WHAT YOU NEED TO DO: Report every line in the listing that contains the string "lifecycle".

PROVIDED ENTRIES:
--------------------
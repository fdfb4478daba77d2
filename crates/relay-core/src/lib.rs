//! # relay-core
//!
//! Pairing-and-relay engine for the signal relay.  A *controller* and a
//! *device* that share an identifier (the `deviceId`) each register with the
//! relay; once both are present the relay tells each side that its peer is
//! ready and then forwards their messages to one another verbatim.
//!
//! This crate has no dependencies on sockets, async runtimes, or HTTP.  The
//! transport (see the `relay-server` crate) hands every connection to the
//! engine as a [`PeerSink`] and feeds it inbound text frames one at a time.
//!
//! # Architecture overview (for beginners)
//!
//! ```text
//! inbound frame ──► Relay::handle_frame
//!                     ├── protocol   classify: register / routed / malformed
//!                     ├── auth       may this connection take this role?
//!                     ├── registry   (role, deviceId) → live connection
//!                     ├── pairing    both roles present? send *_ready
//!                     └── router     command → device, anything else → controller
//! connection closed ──► Relay::disconnect ── lifecycle: prune the registry
//! ```
//!
//! - **`protocol`** – The JSON messages that travel over the wire, and the
//!   classification of a raw inbound frame.
//! - **`connection`** – Per-connection state and the [`PeerSink`] handle the
//!   engine uses to talk back to a connection.
//! - **`auth`** – The authorization gate: admission and per-role checks.
//! - **`registry`**, **`pairing`**, **`router`**, **`lifecycle`** – The live
//!   peer directory and the three operations built on top of it.
//! - **`relay`** – The entry point that ties everything together.
//! - **`mock`** – An in-memory [`PeerSink`] for tests and benchmarks.

pub mod auth;
pub mod connection;
pub mod error;
pub mod lifecycle;
pub mod mock;
pub mod pairing;
pub mod protocol;
pub mod registry;
pub mod relay;
pub mod router;

// Re-export the most-used types at the crate root so callers can write
// `relay_core::Relay` instead of `relay_core::relay::Relay`.
pub use auth::{
    AuthorizationGate, Credentials, SessionAllowList, SessionPresence, SessionVerifier,
    SharedSecretGate,
};
pub use connection::{Connection, ConnectionId, ConnectionState, PeerSink, SendError};
pub use error::RelayError;
pub use protocol::messages::{DeviceId, Role, ServerNotice};
pub use registry::{PeerKey, PeerRegistry};
pub use relay::{Disposition, Relay};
--------------------
REPLY:
//! connection closed ──► Relay::disconnect ── lifecycle: prune the registry
//! - **`registry`**, **`pairing`**, **`router`**, **`lifecycle`** – The live
pub mod lifecycle;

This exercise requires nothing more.